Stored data
*** Begin section ***
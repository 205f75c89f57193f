//! Git object publish pipeline.
//!
//! Turns a [`ChangeSet`] into exactly one commit on the configured branch:
//!
//! 1. RefLookup: read the branch tip.
//! 2. BlobCreation: upload every write (concurrently, all before stage 3).
//! 3. TreeCreation: layer writes and null-SHA deletes onto the tip's tree.
//! 4. CommitCreation: one commit whose only parent is the tip from stage 1.
//! 5. RefUpdate: force-move the branch to the new commit.
//!
//! Any failure aborts the run. Objects created before the failure stay
//! unreferenced on the remote; only stage 5 is visible to readers.

use crate::config::{GitHubSettings, RepoTarget};
use crate::error::AppError;
use crate::models::{ChangeOperation, ChangeSet, PublishOutcome, TreeEntry};
use crate::services::github_client::GitHost;
use crate::services::publish_events::{PublishEvents, PublishPhase};
use crate::services::token_broker::TokenBroker;
use futures::stream::{self, StreamExt, TryStreamExt};
use serde::de::DeserializeOwned;
use std::fmt;
use std::sync::atomic::{AtomicUsize, Ordering};
use std::sync::Arc;

/// Blob uploads in flight at once.
pub const DEFAULT_BLOB_CONCURRENCY: usize = 4;

/// The five git stages of a publish.
#[derive(Debug, Clone, Copy, PartialEq, Eq)]
pub enum PipelineStage {
    RefLookup,
    BlobCreation,
    TreeCreation,
    CommitCreation,
    RefUpdate,
}

impl fmt::Display for PipelineStage {
    fn fmt(&self, f: &mut fmt::Formatter<'_>) -> fmt::Result {
        let name = match self {
            Self::RefLookup => "RefLookup",
            Self::BlobCreation => "BlobCreation",
            Self::TreeCreation => "TreeCreation",
            Self::CommitCreation => "CommitCreation",
            Self::RefUpdate => "RefUpdate",
        };
        f.write_str(name)
    }
}

/// Publishes change-sets to one GitHub branch.
pub struct GitPipeline {
    host: Arc<dyn GitHost>,
    broker: Arc<TokenBroker>,
    settings: GitHubSettings,
    events: PublishEvents,
    blob_concurrency: usize,
}

impl GitPipeline {
    pub fn new(
        host: Arc<dyn GitHost>,
        broker: Arc<TokenBroker>,
        settings: GitHubSettings,
        events: PublishEvents,
    ) -> Self {
        Self {
            host,
            broker,
            settings,
            events,
            blob_concurrency: DEFAULT_BLOB_CONCURRENCY,
        }
    }

    /// Override how many blob uploads run concurrently (minimum 1).
    pub fn with_blob_concurrency(mut self, limit: usize) -> Self {
        self.blob_concurrency = limit.max(1);
        self
    }

    pub fn events(&self) -> &PublishEvents {
        &self.events
    }

    /// Commit `changes` to the configured branch.
    pub async fn publish(&self, changes: &ChangeSet) -> Result<PublishOutcome, AppError> {
        if changes.is_empty() {
            return Err(AppError::invalid_input("Nothing to publish"));
        }

        let result = self.run(changes).await;
        match &result {
            Ok(outcome) => {
                log::info!(
                    "Published {} as {} ({} blobs, {} deletions)",
                    changes.message(),
                    outcome.commit_sha,
                    outcome.blobs_created,
                    outcome.paths_deleted
                );
                self.events
                    .phase(PublishPhase::Complete, format!("Published {}", outcome.commit_sha));
            }
            Err(err) => {
                if err.is_auth_failure() {
                    self.broker.invalidate().await;
                }
                log::error!("Publish failed: {}", err);
                self.events.failed(err.to_string());
            }
        }
        result
    }

    async fn run(&self, changes: &ChangeSet) -> Result<PublishOutcome, AppError> {
        // Configuration problems surface before any token is brokered
        let target = self.settings.repo_target()?;

        self.events
            .phase(PublishPhase::Authenticating, "Obtaining installation token");
        let token = self.broker.get_auth_token(&target).await?;

        self.events.phase(
            PublishPhase::LookingUpRef,
            format!("Reading {}", target.ref_path()),
        );
        let parent_sha = self
            .host
            .get_branch_tip(&token, &target)
            .await
            .map_err(ref_lookup_error)?;
        log::debug!("Branch {} at {}", target.branch, parent_sha);

        let blob_shas = self.upload_blobs(&token, &target, changes).await?;

        self.events
            .phase(PublishPhase::CreatingTree, "Assembling tree");
        let entries = tree_entries(changes, &blob_shas)?;
        let tree_sha = self
            .host
            .create_tree(&token, &target, &parent_sha, &entries)
            .await
            .map_err(|e| stage_error(PipelineStage::TreeCreation, e))?;

        self.events
            .phase(PublishPhase::CreatingCommit, "Creating commit");
        let commit_sha = self
            .host
            .create_commit(&token, &target, changes.message(), &tree_sha, &parent_sha)
            .await
            .map_err(|e| stage_error(PipelineStage::CommitCreation, e))?;

        self.events.phase(
            PublishPhase::UpdatingRef,
            format!("Moving {} to {}", target.branch, commit_sha),
        );
        self.host
            .update_branch(&token, &target, &commit_sha)
            .await
            .map_err(|e| stage_error(PipelineStage::RefUpdate, e))?;

        Ok(PublishOutcome {
            commit_sha,
            tree_sha,
            parent_sha,
            blobs_created: blob_shas.len(),
            paths_deleted: changes.deletes().count(),
        })
    }

    /// Upload every write, returning blob SHAs in write order.
    async fn upload_blobs(
        &self,
        token: &str,
        target: &RepoTarget,
        changes: &ChangeSet,
    ) -> Result<Vec<String>, AppError> {
        let contents: Vec<_> = changes.writes().filter_map(|c| c.content()).collect();
        let total = contents.len();
        if total == 0 {
            return Ok(Vec::new());
        }

        self.events
            .progress(PublishPhase::UploadingBlobs, "Uploading files", 0, total);
        let done = AtomicUsize::new(0);
        let host = &self.host;
        let events = &self.events;
        let done = &done;

        stream::iter(contents)
            .map(|content| async move {
                let encoded = content.to_base64();
                let sha = host
                    .create_blob(token, target, &encoded)
                    .await
                    .map_err(|e| stage_error(PipelineStage::BlobCreation, e))?;
                let processed = done.fetch_add(1, Ordering::SeqCst) + 1;
                events.progress(
                    PublishPhase::UploadingBlobs,
                    "Uploading files",
                    processed,
                    total,
                );
                Ok::<_, AppError>(sha)
            })
            .buffered(self.blob_concurrency)
            .try_collect()
            .await
    }

    /// Read a UTF-8 file from the branch, `None` if it does not exist.
    pub async fn read_text_file(&self, path: &str) -> Result<Option<String>, AppError> {
        let target = self.settings.repo_target()?;
        let token = self.broker.get_auth_token(&target).await?;

        let bytes = match self.host.read_file(&token, &target, path).await {
            Ok(bytes) => bytes,
            Err(err) => {
                if err.is_auth_failure() {
                    self.broker.invalidate().await;
                }
                return Err(err);
            }
        };

        bytes
            .map(|b| {
                String::from_utf8(b)
                    .map_err(|_| AppError::internal(format!("{} is not valid UTF-8", path)))
            })
            .transpose()
    }

    /// Read and parse a JSON file from the branch, `None` if it does not exist.
    pub async fn read_json_file<T: DeserializeOwned>(
        &self,
        path: &str,
    ) -> Result<Option<T>, AppError> {
        match self.read_text_file(path).await? {
            Some(raw) => serde_json::from_str(&raw)
                .map(Some)
                .map_err(|e| AppError::internal(format!("Invalid JSON in {}: {}", path, e))),
            None => Ok(None),
        }
    }
}

/// Tree entries in change-set order; writes consume `blob_shas` in order.
fn tree_entries(changes: &ChangeSet, blob_shas: &[String]) -> Result<Vec<TreeEntry>, AppError> {
    let mut shas = blob_shas.iter();
    changes
        .changes()
        .iter()
        .map(|change| match &change.operation {
            ChangeOperation::Write(_) => shas
                .next()
                .map(|sha| TreeEntry::blob(&change.path, sha))
                .ok_or_else(|| AppError::internal("Missing blob for write")),
            ChangeOperation::Delete => Ok(TreeEntry::deletion(&change.path)),
        })
        .collect()
}

/// A 401 stays `UpstreamAuth` so the stale token gets dropped; any other
/// failure to resolve the branch means the repository is unavailable.
fn ref_lookup_error(err: AppError) -> AppError {
    match err {
        AppError::UpstreamAuth { .. } => err,
        AppError::GitHubApi {
            message,
            status_code: Some(status),
            ..
        } => AppError::repo_unavailable_status(message, status),
        AppError::GitHubApi { message, .. } | AppError::Network { message } => {
            AppError::repo_unavailable(message)
        }
        other => other,
    }
}

/// Wrap a failure after authentication with the stage it happened in.
fn stage_error(stage: PipelineStage, err: AppError) -> AppError {
    match err {
        AppError::UpstreamAuth { .. } => err,
        AppError::GitHubApi {
            message,
            status_code,
            ..
        } => AppError::pipeline_stage(stage.to_string(), message, status_code),
        AppError::Network { message } | AppError::Internal { message } => {
            AppError::pipeline_stage(stage.to_string(), message, None)
        }
        other => other,
    }
}

#[cfg(test)]
mod tests {
    use super::*;

    #[test]
    fn test_tree_entries_follow_change_order() {
        let mut set = ChangeSet::new("msg");
        set.write_text("a.json", "{}");
        set.delete("old.png");
        set.write_binary("b.png", vec![1]);

        let entries = tree_entries(&set, &["sha-a".to_string(), "sha-b".to_string()]).unwrap();
        assert_eq!(
            entries,
            vec![
                TreeEntry::blob("a.json", "sha-a"),
                TreeEntry::deletion("old.png"),
                TreeEntry::blob("b.png", "sha-b"),
            ]
        );
    }

    #[test]
    fn test_tree_entries_require_every_blob() {
        let mut set = ChangeSet::new("msg");
        set.write_text("a.json", "{}");
        assert!(tree_entries(&set, &[]).is_err());
    }

    #[test]
    fn test_ref_lookup_not_found_is_repo_unavailable() {
        let err = ref_lookup_error(AppError::github_api_full("Not Found", 404, "/repos/o/r"));
        assert!(matches!(
            err,
            AppError::RepoUnavailable {
                status_code: Some(404),
                ..
            }
        ));

        let err = ref_lookup_error(AppError::network("Request timed out"));
        assert!(matches!(err, AppError::RepoUnavailable { .. }));

        let err = ref_lookup_error(AppError::upstream_auth_status("Bad credentials", 401));
        assert!(err.is_auth_failure());
    }

    #[test]
    fn test_stage_error_keeps_remote_message() {
        let err = stage_error(
            PipelineStage::CommitCreation,
            AppError::github_api_full("Git Repository is empty.", 409, "/repos/o/r/git/commits"),
        );
        assert_eq!(err.to_string(), "CommitCreation failed: Git Repository is empty.");
        assert_eq!(err.status_code(), Some(409));
    }
}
*** End section ***
YOUR ASSIGNMENT |
Which lines belong in the answer? Exactly those from the first line of the entries through the line holding "use crate::services::token_broker::TokenBroker;", inclusive, copied unchanged.

YOUR SOLUTION |
repository 205f75c89f57193f
//! Git object publish pipeline.
//!
//! Turns a [`ChangeSet`] into exactly one commit on the configured branch:
//!
//! 1. RefLookup: read the branch tip.
//! 2. BlobCreation: upload every write (concurrently, all before stage 3).
//! 3. TreeCreation: layer writes and null-SHA deletes onto the tip's tree.
//! 4. CommitCreation: one commit whose only parent is the tip from stage 1.
//! 5. RefUpdate: force-move the branch to the new commit.
//!
//! Any failure aborts the run. Objects created before the failure stay
//! unreferenced on the remote; only stage 5 is visible to readers.

use crate::config::{GitHubSettings, RepoTarget};
use crate::error::AppError;
use crate::models::{ChangeOperation, ChangeSet, PublishOutcome, TreeEntry};
use crate::services::github_client::GitHost;
use crate::services::publish_events::{PublishEvents, PublishPhase};
use crate::services::token_broker::TokenBroker;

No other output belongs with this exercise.